Instagram isn’t the only social media platform where brands can cultivate a digital presence, however: on WeChat, American luxury leather goods label Senreve successfully penetrated the Chinese market purely through social media marketing. The brand spent nearly two years hosting events and conducting surveys on the platform, combined with a hefty presence on social commerce platform Little Red Book. Today, Senreve’s Chinese sales have grown from 20% to 50%.

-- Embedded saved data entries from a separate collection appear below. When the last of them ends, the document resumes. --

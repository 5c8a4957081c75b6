use crate::error::{ProxyError, Result};
use serde::{Deserialize, Serialize};
use std::path::{Path, PathBuf};
use std::time::Duration;

#[derive(Debug, Clone, Serialize, Deserialize)]
pub struct ProxyConfig {
    #[serde(default = "default_port")]
    pub port: u16,
    /// Largest accepted request body. Inline images arrive base64-encoded in the body.
    #[serde(default = "default_max_body_bytes")]
    pub max_body_bytes: usize,
    #[serde(default)]
    pub upstream: UpstreamConfig,
    #[serde(default)]
    pub quota: QuotaConfig,
    #[serde(default)]
    pub stream: StreamConfig,
}

#[derive(Debug, Clone, Serialize, Deserialize)]
pub struct UpstreamConfig {
    #[serde(default = "default_base_url")]
    pub base_url: String,
    /// Environment variable holding the fallback credential used by the
    /// dedicated `/generate` endpoint and the quota report.
    #[serde(default = "default_api_key_env")]
    pub api_key_env: String,
    #[serde(default = "default_model")]
    pub model: String,
    #[serde(default = "default_temperature")]
    pub temperature: f64,
    #[serde(default = "default_max_tokens")]
    pub max_tokens: u64,
    #[serde(default = "default_timeout_secs")]
    pub timeout_secs: u64,
}

#[derive(Debug, Clone, Serialize, Deserialize)]
pub struct QuotaConfig {
    #[serde(default = "default_true")]
    pub enabled: bool,
    /// Substring of a model id that marks it as free-tier.
    #[serde(default = "default_free_tier_marker")]
    pub free_tier_marker: String,
}

#[derive(Debug, Clone, Serialize, Deserialize)]
pub struct StreamConfig {
    #[serde(default = "default_char_delay_ms")]
    pub char_delay_ms: u64,
}

fn default_port() -> u16 {
    3008
}

fn default_max_body_bytes() -> usize {
    50 * 1024 * 1024
}

fn default_base_url() -> String {
    "https://openrouter.ai/api/v1".to_string()
}

fn default_api_key_env() -> String {
    "OPENROUTER_API_KEY".to_string()
}

fn default_model() -> String {
    "google/gemini-2.5-flash-image-preview:free".to_string()
}

fn default_temperature() -> f64 {
    0.7
}

fn default_max_tokens() -> u64 {
    4096
}

fn default_timeout_secs() -> u64 {
    300
}

fn default_true() -> bool {
    true
}

fn default_free_tier_marker() -> String {
    ":free".to_string()
}

fn default_char_delay_ms() -> u64 {
    2
}

impl Default for ProxyConfig {
    fn default() -> Self {
        Self {
            port: default_port(),
            max_body_bytes: default_max_body_bytes(),
            upstream: UpstreamConfig::default(),
            quota: QuotaConfig::default(),
            stream: StreamConfig::default(),
        }
    }
}

impl Default for UpstreamConfig {
    fn default() -> Self {
        Self {
            base_url: default_base_url(),
            api_key_env: default_api_key_env(),
            model: default_model(),
            temperature: default_temperature(),
            max_tokens: default_max_tokens(),
            timeout_secs: default_timeout_secs(),
        }
    }
}

impl Default for QuotaConfig {
    fn default() -> Self {
        Self {
            enabled: default_true(),
            free_tier_marker: default_free_tier_marker(),
        }
    }
}

impl Default for StreamConfig {
    fn default() -> Self {
        Self {
            char_delay_ms: default_char_delay_ms(),
        }
    }
}

impl ProxyConfig {
    /// Load config from a TOML file. Missing keys take their defaults.
    pub fn load(path: &Path) -> Result<Self> {
        let content = std::fs::read_to_string(path).map_err(|e| {
            ProxyError::config(format!("Failed to read config file {}: {}", path.display(), e))
        })?;
        let config: Self = toml::from_str(&content)?;
        Ok(config)
    }

    /// Search standard locations for a config file.
    /// Priority: CLI arg > CWD > XDG config > home dir > built-in defaults
    pub fn find_and_load(explicit_path: Option<&Path>) -> Result<Self> {
        if let Some(path) = explicit_path {
            return Self::load(path);
        }

        for candidate in &config_search_paths() {
            if candidate.exists() {
                tracing::info!(path = %candidate.display(), "Loading config");
                return Self::load(candidate);
            }
        }

        tracing::info!("No config file found, using defaults");
        Ok(Self::default())
    }

    /// Server-side credential from the configured environment variable, if set.
    pub fn fallback_api_key(&self) -> Option<String> {
        std::env::var(&self.upstream.api_key_env)
            .ok()
            .filter(|key| !key.trim().is_empty())
    }

    pub fn chat_completions_url(&self) -> String {
        format!("{}/chat/completions", self.upstream.base_url.trim_end_matches('/'))
    }

    pub fn key_info_url(&self) -> String {
        format!("{}/key", self.upstream.base_url.trim_end_matches('/'))
    }

    pub fn char_delay(&self) -> Duration {
        Duration::from_millis(self.stream.char_delay_ms)
    }

    pub fn request_timeout(&self) -> Duration {
        Duration::from_secs(self.upstream.timeout_secs)
    }
}

pub fn config_search_paths() -> Vec<PathBuf> {
    let mut paths = Vec::new();

    // CWD
    paths.push(PathBuf::from("nanobanana-proxy.toml"));

    // XDG / platform config dir
    if cfg!(target_os = "macos") {
        if let Some(home) = dirs_path() {
            paths.push(
                home.join("Library")
                    .join("Application Support")
                    .join("nanobanana-proxy")
                    .join("config.toml"),
            );
        }
    } else {
        if let Ok(xdg) = std::env::var("XDG_CONFIG_HOME") {
            paths.push(PathBuf::from(xdg).join("nanobanana-proxy").join("config.toml"));
        }
        if let Some(home) = dirs_path() {
            paths.push(home.join(".config").join("nanobanana-proxy").join("config.toml"));
        }
    }

    // Home directory fallback
    if let Some(home) = dirs_path() {
        paths.push(home.join(".nanobanana-proxy.toml"));
    }

    paths
}

fn dirs_path() -> Option<PathBuf> {
    std::env::var("HOME").ok().map(PathBuf::from)
}
//! Type definitions for the Gemini `generateContent` / `streamGenerateContent` envelope.
//!
//! Clients built for Gemini send these requests to us and expect these responses back,
//! so field names follow Gemini's camelCase wire format exactly.

use serde::{Deserialize, Serialize};

// ---------------------------------------------------------------------------
// Request types (what the Gemini client sends TO us)
// ---------------------------------------------------------------------------

#[derive(Debug, Clone, Serialize, Deserialize)]
#[serde(rename_all = "camelCase")]
pub struct GenerateContentRequest {
    #[serde(default)]
    pub contents: Vec<Content>,
    #[serde(default, alias = "system_instruction", skip_serializing_if = "Option::is_none")]
    pub system_instruction: Option<Content>,
    // Catch-all for generationConfig, safetySettings, tools, ...
    #[serde(flatten)]
    pub extra: std::collections::HashMap<String, serde_json::Value>,
}

#[derive(Debug, Clone, Serialize, Deserialize, PartialEq)]
pub struct Content {
    /// Gemini treats an omitted role as `user`.
    #[serde(default)]
    pub role: Role,
    #[serde(default)]
    pub parts: Vec<Part>,
}

#[derive(Debug, Clone, Copy, Default, Serialize, Deserialize, PartialEq, Eq)]
#[serde(rename_all = "lowercase")]
pub enum Role {
    #[default]
    User,
    Model,
}

#[derive(Debug, Clone, Serialize, Deserialize, PartialEq)]
#[serde(untagged)]
pub enum Part {
    Text {
        text: String,
    },
    InlineData {
        #[serde(rename = "inlineData", alias = "inline_data")]
        inline_data: Blob,
    },
    FileData {
        #[serde(rename = "fileData", alias = "file_data")]
        file_data: FileData,
    },
}

#[derive(Debug, Clone, Serialize, Deserialize, PartialEq)]
pub struct Blob {
    #[serde(rename = "mimeType", alias = "mime_type")]
    pub mime_type: String,
    pub data: String,
}

#[derive(Debug, Clone, Serialize, Deserialize, PartialEq)]
pub struct FileData {
    #[serde(rename = "mimeType", alias = "mime_type", skip_serializing_if = "Option::is_none")]
    pub mime_type: Option<String>,
    #[serde(rename = "fileUri", alias = "file_uri")]
    pub file_uri: String,
}

// ---------------------------------------------------------------------------
// Response types (what we send back)
// ---------------------------------------------------------------------------

#[derive(Debug, Clone, Serialize, Deserialize, PartialEq)]
#[serde(rename_all = "camelCase")]
pub struct GenerateContentResponse {
    pub candidates: Vec<Candidate>,
    #[serde(skip_serializing_if = "Option::is_none")]
    pub usage_metadata: Option<UsageMetadata>,
}

#[derive(Debug, Clone, Serialize, Deserialize, PartialEq)]
#[serde(rename_all = "camelCase")]
pub struct Candidate {
    pub content: Content,
    #[serde(skip_serializing_if = "Option::is_none")]
    pub finish_reason: Option<String>,
    #[serde(skip_serializing_if = "Option::is_none")]
    pub index: Option<u32>,
}

/// Token counts reported to the client. The provider's real counts are not
/// forwarded; these are fixed placeholders.
#[derive(Debug, Clone, Copy, Serialize, Deserialize, PartialEq, Eq)]
#[serde(rename_all = "camelCase")]
pub struct UsageMetadata {
    pub prompt_token_count: u64,
    pub total_token_count: u64,
}

impl UsageMetadata {
    pub const SYNTHETIC: Self = Self {
        prompt_token_count: 264,
        total_token_count: 1578,
    };
}

// ---------------------------------------------------------------------------
// Error responses
// ---------------------------------------------------------------------------

/// Plain JSON error body used for every non-streaming failure.
#[derive(Debug, Clone, Serialize, Deserialize)]
pub struct ErrorResponse {
    pub error: String,
}

impl ErrorResponse {
    pub fn new(message: impl Into<String>) -> Self {
        Self {
            error: message.into(),
        }
    }
}

/// Error chunk written into an already-open event stream.
#[derive(Debug, Clone, Serialize, Deserialize, PartialEq)]
pub struct StreamErrorChunk {
    pub error: StreamErrorBody,
}

#[derive(Debug, Clone, Serialize, Deserialize, PartialEq)]
pub struct StreamErrorBody {
    pub message: String,
    pub code: u16,
}

impl StreamErrorChunk {
    pub fn internal(message: impl Into<String>) -> Self {
        Self {
            error: StreamErrorBody {
                message: message.into(),
                code: 500,
            },
        }
    }
}

// ---------------------------------------------------------------------------
// Helpers
// ---------------------------------------------------------------------------

impl Part {
    pub fn text(text: impl Into<String>) -> Self {
        Part::Text { text: text.into() }
    }

    pub fn inline(mime_type: impl Into<String>, data: impl Into<String>) -> Self {
        Part::InlineData {
            inline_data: Blob {
                mime_type: mime_type.into(),
                data: data.into(),
            },
        }
    }
}

impl Content {
    pub fn model(parts: Vec<Part>) -> Self {
        Self {
            role: Role::Model,
            parts,
        }
    }
}

#[cfg(test)]
mod tests {
    use super::*;
    use serde_json::json;

    #[test]
    fn test_parse_gemini_request() {
        let req: GenerateContentRequest = serde_json::from_value(json!({
            "contents": [
                {"role": "user", "parts": [{"text": "draw a cat"}]},
                {"role": "model", "parts": [{"inlineData": {"mimeType": "image/png", "data": "AAAA"}}]},
                {"parts": [{"inline_data": {"mime_type": "image/jpeg", "data": "BBBB"}}]}
            ],
            "generationConfig": {"temperature": 0.2}
        }))
        .unwrap();

        assert_eq!(req.contents.len(), 3);
        assert_eq!(req.contents[1].role, Role::Model);
        assert_eq!(req.contents[2].role, Role::User);
        assert_eq!(req.contents[2].parts[0], Part::inline("image/jpeg", "BBBB"));
        assert!(req.extra.contains_key("generationConfig"));
    }

    #[test]
    fn test_response_wire_shape() {
        let resp = GenerateContentResponse {
            candidates: vec![Candidate {
                content: Content::model(vec![Part::text("hi"), Part::inline("image/png", "AAAA")]),
                finish_reason: Some("STOP".to_string()),
                index: Some(0),
            }],
            usage_metadata: Some(UsageMetadata::SYNTHETIC),
        };

        let value = serde_json::to_value(&resp).unwrap();
        assert_eq!(
            value,
            json!({
                "candidates": [{
                    "content": {
                        "role": "model",
                        "parts": [
                            {"text": "hi"},
                            {"inlineData": {"mimeType": "image/png", "data": "AAAA"}}
                        ]
                    },
                    "finishReason": "STOP",
                    "index": 0
                }],
                "usageMetadata": {"promptTokenCount": 264, "totalTokenCount": 1578}
            })
        );
    }
}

TikTok is also a big contender in the social media space for fashion brands and trends. In February 2021, the platform boasted a total of 1.1 billion active TikTok users compared to Douyin’s 400 million. The numbers are astounding -- TikTok is a megahit, and many fashion brands haven’t let its virality slip past them. Fashion retailer ASOS is one example: ASOS launched its own challenge, dubbed the #AySauceChallenge, in which users were invited to show off their ASOS outfits while dancing. The retailer partnered with a list of major influencers, and even created a custom audio for the challenge. As of April 2021, the hashtag is in at 2.5 billion views on the app.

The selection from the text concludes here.